Warren is a f—up. At least, that’s what everybody tells him: his father, a successful, vaguely mob-connected businessman who has just thrown him out of the house; his drug-dealing friend Dennis, on whose doorstep he shows up toting a suitcase filled with $15,000 in cash he has stolen from his dad; most of the girls whom he has had chased after with very little success, as his taunting friend keeps reminding him.
Dennis doesn’t want Warren around: there’s not enough room in his disheveled Manhattan apartment, he’s in the midst of breaking up with his girlfriend, and besides, the bumbling Warren hasn’t been there for 20 minutes before he’s accidentally trashed the place with an errant football. But Warren does offer one intriguing compensation: the $15,000, which Dennis proposes to use to finance a new drug deal — ostensibly to earn back the money Warren has already spent from his father’s stash, but mostly just to prove that Dennis is the baddest dealer in the neighborhood.

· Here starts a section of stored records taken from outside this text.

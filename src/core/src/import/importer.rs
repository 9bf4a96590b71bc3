use crate::GameDraft;
use crate::import::entry::{CatalogEntry, CatalogPage, normalize_entries};
use crate::import::error::ImportError;
use crate::utils::TimeEstimation;
use log::{debug, info};
use std::sync::Arc;
use std::time::Duration;

pub const DEFAULT_ANDROID_URL: &str =
    "https://interview-marketing-eng-dev.s3.eu-west-1.amazonaws.com/android.top100.json";
pub const DEFAULT_IOS_URL: &str =
    "https://interview-marketing-eng-dev.s3.eu-west-1.amazonaws.com/ios.top100.json";

#[derive(Debug, Clone)]
pub struct CatalogSources {
    pub android_url: String,
    pub ios_url: String,
}

impl Default for CatalogSources {
    fn default() -> Self {
        CatalogSources {
            android_url: DEFAULT_ANDROID_URL.to_string(),
            ios_url: DEFAULT_IOS_URL.to_string(),
        }
    }
}

/// Downloads both platform catalogs and turns them into game drafts.
#[derive(Clone)]
pub struct CatalogImporter {
    http: reqwest::Client,
    sources: Arc<CatalogSources>,
}

impl CatalogImporter {
    pub fn new(sources: CatalogSources, timeout: Duration) -> Result<Self, ImportError> {
        let http = reqwest::Client::builder().timeout(timeout).build()?;

        Ok(CatalogImporter {
            http,
            sources: Arc::new(sources),
        })
    }

    /// Fetches both catalogs concurrently. The first failure aborts the other
    /// request and fails the whole fetch.
    pub async fn fetch_all(&self) -> Result<Vec<GameDraft>, ImportError> {
        let (result, estimated) = TimeEstimation::estimate_async(async {
            futures::try_join!(
                self.fetch(&self.sources.android_url),
                self.fetch(&self.sources.ios_url)
            )
        })
        .await;

        let (android, ios) = result?;

        info!(
            "catalogs fetched in {} ms: {} android, {} ios entries",
            estimated,
            android.len(),
            ios.len()
        );

        Ok(normalize_entries(ios.into_iter().chain(android)))
    }

    async fn fetch(&self, url: &str) -> Result<Vec<CatalogEntry>, ImportError> {
        debug!("fetching catalog {}", url);

        let response = self.http.get(url).send().await?;

        let status = response.status();
        if !status.is_success() {
            return Err(ImportError::Status {
                url: url.to_string(),
                status: status.as_u16(),
            });
        }

        let body = response.bytes().await?;

        let page: CatalogPage = serde_json::from_slice(&body).map_err(|source| ImportError::Decode {
            url: url.to_string(),
            source,
        })?;

        Ok(page.into_entries())
    }
}
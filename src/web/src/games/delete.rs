use crate::games::parse_game_id;
use crate::{ApiResult, AppState};
use axum::Json;
use axum::extract::{Path, State};
use log::{error, info};
use serde::Serialize;

#[derive(Serialize)]
pub struct GameDeleteResponse {
    pub id: i64,
}

pub async fn game_delete_action(
    State(state): State<AppState>,
    Path(raw_id): Path<String>,
) -> ApiResult<Json<GameDeleteResponse>> {
    let id = parse_game_id(&raw_id)?;

    let id = state
        .store
        .delete(id)
        .await
        .inspect_err(|e| error!("There was an error deleting game {}: {}", id, e))?;

    info!("game {} deleted", id);

    Ok(Json(GameDeleteResponse { id }))
}
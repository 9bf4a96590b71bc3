use crate::{ApiResult, AppState};
use axum::Json;
use axum::body::Bytes;
use axum::extract::State;
use catalog::{Game, SearchFilter};
use log::error;

/// An empty body searches without filters.
pub async fn game_search_action(
    State(state): State<AppState>,
    body: Bytes,
) -> ApiResult<Json<Vec<Game>>> {
    let filter = if body.iter().all(u8::is_ascii_whitespace) {
        SearchFilter::default()
    } else {
        let Json(filter) = Json::<SearchFilter>::from_bytes(&body)?;
        filter
    };

    let games = state
        .store
        .search(filter)
        .await
        .inspect_err(|e| error!("There was an error searching games: {}", e))?;

    Ok(Json(games))
}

Kenneth Lonergan’s 1996 play This Is Our Youth may look, in some superficial ways, like a familiar slacker comedy — though, set in the 1980s, it takes place at least a decade before the term became popular and Judd Apatow had even graduated from film school. But it’s a rarity on Broadway: a rich, rueful and really funny comedy.
The play’s comic engine is the interplay between Dennis and Warren, two rich kids suffering in different ways from their dysfunctional upbringing. The clash between the manic, abusive Dennis and the disaffected, childlike Warren has the contours of a classic comedy team — Abbott and Costello, or Martin and Lewis, or Lane and Broderick. Kieran Culkin, one-third of the starry cast that has brought Lonergan’s off-Broadway success to Broadway, is terrific as Dennis: confident and resourceful onstage, with the hopped-up intensity of a young Al Pacino and a slow burn that Jackie Gleason might envy. Yet he also hints gracefully at the loneliness and insecurity that lies beneath the bluster. It’s a great comic performance.

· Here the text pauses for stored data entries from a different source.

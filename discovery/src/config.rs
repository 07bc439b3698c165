use std::time::Duration;
use serde::Deserialize;
use shared::protocol::{
    fqdn, DEFAULT_CLUSTER_DOMAIN, DEFAULT_NAMESPACE, DNS_NAMESPACE, DNS_PORT,
    DNS_QUERY_TIMEOUT_MS, DNS_SERVICE,
};
use crate::resolver::Strategy;

/// Naming scheme and resolver settings for discovery.
///
/// Every field has a default matching a stock Kubernetes cluster, so an empty
/// `[discovery]` table (or `DiscoveryConfig::default()`) just works.
#[derive(Debug, Clone, PartialEq, Eq, Deserialize)]
pub struct DiscoveryConfig {
    /// Forces a lookup strategy. Unset means `Strategy::for_platform()`.
    #[serde(default)]
    pub strategy: Option<Strategy>,
    #[serde(default = "default_namespace")]
    pub namespace: String,
    #[serde(default = "default_cluster_domain")]
    pub cluster_domain: String,
    #[serde(default)]
    pub dns: DnsConfig,
}

/// Where the direct lookup finds the cluster DNS service.
#[derive(Debug, Clone, PartialEq, Eq, Deserialize)]
pub struct DnsConfig {
    #[serde(default = "default_dns_service")]
    pub service: String,
    #[serde(default = "default_dns_namespace")]
    pub namespace: String,
    /// Host to resolve instead of the DNS service's cluster name
    #[serde(default)]
    pub bootstrap_host: Option<String>,
    #[serde(default = "default_dns_port")]
    pub port: u16,
    #[serde(default = "default_timeout_ms")]
    pub timeout_ms: u64,
}

fn default_namespace() -> String {
    DEFAULT_NAMESPACE.to_string()
}

fn default_cluster_domain() -> String {
    DEFAULT_CLUSTER_DOMAIN.to_string()
}

fn default_dns_service() -> String {
    DNS_SERVICE.to_string()
}

fn default_dns_namespace() -> String {
    DNS_NAMESPACE.to_string()
}

fn default_dns_port() -> u16 {
    DNS_PORT
}

fn default_timeout_ms() -> u64 {
    DNS_QUERY_TIMEOUT_MS
}

impl Default for DiscoveryConfig {
    fn default() -> Self {
        Self {
            strategy: None,
            namespace: default_namespace(),
            cluster_domain: default_cluster_domain(),
            dns: DnsConfig::default(),
        }
    }
}

impl Default for DnsConfig {
    fn default() -> Self {
        Self {
            service: default_dns_service(),
            namespace: default_dns_namespace(),
            bootstrap_host: None,
            port: default_dns_port(),
            timeout_ms: default_timeout_ms(),
        }
    }
}

impl DiscoveryConfig {
    /// Fully qualified name of a target service
    pub fn service_fqdn(&self, service: &str) -> String {
        fqdn(service, &self.namespace, &self.cluster_domain)
    }
}

impl DnsConfig {
    /// Host resolved to find the DNS server, e.g. `kube-dns.kube-system.svc.cluster.local.`
    pub fn bootstrap_host(&self, cluster_domain: &str) -> String {
        match &self.bootstrap_host {
            Some(host) => host.clone(),
            None => fqdn(&self.service, &self.namespace, cluster_domain),
        }
    }

    pub fn timeout(&self) -> Duration {
        Duration::from_millis(self.timeout_ms)
    }
}

#[cfg(test)]
mod tests {
    use super::*;

    #[test]
    fn test_defaults() {
        let config = DiscoveryConfig::default();
        assert_eq!(config.strategy, None);
        assert_eq!(config.service_fqdn("etcd"), "etcd.default.svc.cluster.local.");
        assert_eq!(
            config.dns.bootstrap_host(&config.cluster_domain),
            "kube-dns.kube-system.svc.cluster.local."
        );
        assert_eq!(config.dns.port, 53);
        assert_eq!(config.dns.timeout(), Duration::from_secs(3));
    }

    #[test]
    fn test_empty_toml_uses_defaults() {
        let config: DiscoveryConfig = toml::from_str("").unwrap();
        assert_eq!(config, DiscoveryConfig::default());
    }

    #[test]
    fn test_toml_overrides() {
        let config: DiscoveryConfig = toml::from_str(
            r#"
            strategy = "direct"
            namespace = "prod"
            cluster_domain = "cluster.example"

            [dns]
            bootstrap_host = "10.96.0.10"
            timeout_ms = 250
            "#,
        )
        .unwrap();

        assert_eq!(config.strategy, Some(Strategy::Direct));
        assert_eq!(config.service_fqdn("etcd"), "etcd.prod.cluster.example.");
        assert_eq!(config.dns.bootstrap_host(&config.cluster_domain), "10.96.0.10");
        assert_eq!(config.dns.service, "kube-dns");
        assert_eq!(config.dns.timeout(), Duration::from_millis(250));
    }
}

As Warren (the role originally played off-Broadway by Mark Ruffalo) Michael Cera is less satisfying. His sweetly affectless screen persona (from films like Superbad and Juno) is too puzzling and opaque here. He seems uncertain and tentative in his first Broadway appearance, his arms hanging lifelessly to his side, his voice a blank, high-pitched monotone. Still, he is an ingratiating presence, plays well off Culkin, and at least doesn’t hurt the production.
Tavi Gevinson does. The teenage media mogul (and acting newbie) plays Jessica, the cute girl who shows up, a little implausibly, in Dennis’s apartment and gets it on with Warren. She is too wired and high-pitched — her voice a clenched knot of anxieties, her body pitched forward as if she were a subway commuter trying to catch sight of the E train. Director Anna D. Shapiro (who first staged the show last June at Chicago’s Steppenwolf Theater) may have encouraged this odd take to cover up Gevinson’s uncertainty as an actress. But it throws the play out of whack for the two scenes in which she appears.

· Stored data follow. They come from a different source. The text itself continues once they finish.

//! In-process DNS server with scripted answers, for exercising the direct
//! lookup without a cluster.

use std::io;
use std::net::{Ipv4Addr, SocketAddr};
use std::sync::{Arc, Mutex};
use hickory_proto::op::{Message, MessageType, OpCode, ResponseCode};
use hickory_proto::rr::rdata::{A, SRV};
use hickory_proto::rr::{Name, RData, Record};
use tokio::io::{AsyncReadExt, AsyncWriteExt};
use tokio::net::{TcpListener, TcpStream, UdpSocket};
use tokio::task::JoinHandle;

#[derive(Debug, Clone)]
enum Answer {
    Srv { target: String, port: u16 },
    A(Ipv4Addr),
}

/// Script for a [`FakeDns`]. Every query gets the same answers.
#[derive(Debug, Clone)]
pub struct FakeDnsBuilder {
    response_code: ResponseCode,
    answers: Vec<Answer>,
    silent: bool,
    truncate_udp: bool,
    junk_first: bool,
}

impl FakeDnsBuilder {
    pub fn srv(mut self, target: &str, port: u16) -> Self {
        self.answers.push(Answer::Srv {
            target: target.to_string(),
            port,
        });
        self
    }

    pub fn a(mut self, addr: Ipv4Addr) -> Self {
        self.answers.push(Answer::A(addr));
        self
    }

    pub fn response_code(mut self, code: ResponseCode) -> Self {
        self.response_code = code;
        self
    }

    /// Never answer
    pub fn silent(mut self) -> Self {
        self.silent = true;
        self
    }

    /// Answer UDP queries with an empty truncated message, so clients have to
    /// ask again over TCP
    pub fn truncate_udp(mut self) -> Self {
        self.truncate_udp = true;
        self
    }

    /// Precede every UDP answer with a datagram that isn't a DNS message
    pub fn junk_first(mut self) -> Self {
        self.junk_first = true;
        self
    }

    /// Binds UDP and TCP on the same loopback port and starts answering.
    pub async fn start(self) -> io::Result<FakeDns> {
        let tcp = TcpListener::bind((Ipv4Addr::LOCALHOST, 0)).await?;
        let addr = tcp.local_addr()?;
        let udp = UdpSocket::bind(addr).await?;

        let script = Arc::new(self);
        let queries = Arc::new(Mutex::new(Vec::new()));

        let udp_task = tokio::spawn(serve_udp(udp, script.clone(), queries.clone()));
        let tcp_task = tokio::spawn(serve_tcp(tcp, script, queries.clone()));

        Ok(FakeDns {
            addr,
            queries,
            tasks: vec![udp_task, tcp_task],
        })
    }

    fn respond(&self, request: &Message, over_udp: bool) -> Message {
        let mut response = Message::new();
        response
            .set_id(request.id())
            .set_message_type(MessageType::Response)
            .set_op_code(OpCode::Query)
            .set_recursion_desired(request.recursion_desired())
            .set_recursion_available(true)
            .set_response_code(self.response_code);
        response.add_queries(request.queries().to_vec());

        if over_udp && self.truncate_udp {
            response.set_truncated(true);
            return response;
        }

        let owner = request
            .queries()
            .first()
            .map(|query| query.name().clone())
            .unwrap_or_else(Name::root);

        for answer in &self.answers {
            let rdata = match answer {
                Answer::Srv { target, port } => {
                    let target = Name::from_ascii(target).unwrap_or_else(|_| Name::root());
                    RData::SRV(SRV::new(0, 10, *port, target))
                }
                Answer::A(addr) => RData::A(A::from(*addr)),
            };
            response.add_answer(Record::from_rdata(owner.clone(), 30, rdata));
        }
        response
    }
}

/// Running fake server. Stops when dropped.
pub struct FakeDns {
    addr: SocketAddr,
    queries: Arc<Mutex<Vec<String>>>,
    tasks: Vec<JoinHandle<()>>,
}

impl FakeDns {
    pub fn builder() -> FakeDnsBuilder {
        FakeDnsBuilder {
            response_code: ResponseCode::NoError,
            answers: Vec::new(),
            silent: false,
            truncate_udp: false,
            junk_first: false,
        }
    }

    pub fn addr(&self) -> SocketAddr {
        self.addr
    }

    /// Names queried so far, UDP and TCP alike
    pub fn queries(&self) -> Vec<String> {
        self.queries.lock().map(|q| q.clone()).unwrap_or_default()
    }
}

impl Drop for FakeDns {
    fn drop(&mut self) {
        for task in &self.tasks {
            task.abort();
        }
    }
}

fn record_query(queries: &Mutex<Vec<String>>, request: &Message) {
    if let (Ok(mut seen), Some(query)) = (queries.lock(), request.queries().first()) {
        seen.push(query.name().to_utf8());
    }
}

async fn serve_udp(socket: UdpSocket, script: Arc<FakeDnsBuilder>, queries: Arc<Mutex<Vec<String>>>) {
    let mut buf = vec![0u8; 4096];
    loop {
        let Ok((len, peer)) = socket.recv_from(&mut buf).await else {
            return;
        };
        let Ok(request) = Message::from_vec(&buf[..len]) else {
            continue;
        };
        record_query(&queries, &request);
        if script.silent {
            continue;
        }

        if script.junk_first {
            let _ = socket.send_to(&[0xde, 0xad, 0xbe], peer).await;
        }
        if let Ok(bytes) = script.respond(&request, true).to_vec() {
            let _ = socket.send_to(&bytes, peer).await;
        }
    }
}

async fn serve_tcp(listener: TcpListener, script: Arc<FakeDnsBuilder>, queries: Arc<Mutex<Vec<String>>>) {
    while let Ok((stream, _)) = listener.accept().await {
        let script = script.clone();
        let queries = queries.clone();
        tokio::spawn(async move {
            let _ = answer_tcp(stream, &script, &queries).await;
        });
    }
}

async fn answer_tcp(mut stream: TcpStream, script: &FakeDnsBuilder, queries: &Mutex<Vec<String>>) -> io::Result<()> {
    let mut len_buf = [0u8; 2];
    stream.read_exact(&mut len_buf).await?;
    let mut buf = vec![0u8; u16::from_be_bytes(len_buf) as usize];
    stream.read_exact(&mut buf).await?;

    let request = Message::from_vec(&buf).map_err(|e| io::Error::new(io::ErrorKind::InvalidData, e))?;
    record_query(queries, &request);
    if script.silent {
        return Ok(());
    }

    let bytes = script
        .respond(&request, false)
        .to_vec()
        .map_err(|e| io::Error::new(io::ErrorKind::InvalidData, e))?;
    let len = u16::try_from(bytes.len()).map_err(|e| io::Error::new(io::ErrorKind::InvalidData, e))?;
    stream.write_all(&len.to_be_bytes()).await?;
    stream.write_all(&bytes).await
}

Whenever Culkin is onstage, however, This Is Our Youth sails along. Lonergan’s writing is sharp and subtle, suggesting a vivid array of offstage characters (Dennis’s drug connections, the girlfriend he alternately abuses and fawns over on the phone, the thugs who work for Warren’s Tony Soprano-like father) and neatly slipping in bits of sad back-story (Warren had a sister who was murdered) without spoiling the comedy. It’s a lopsided production, but a strong play that looks even better today than it did 18 years ago.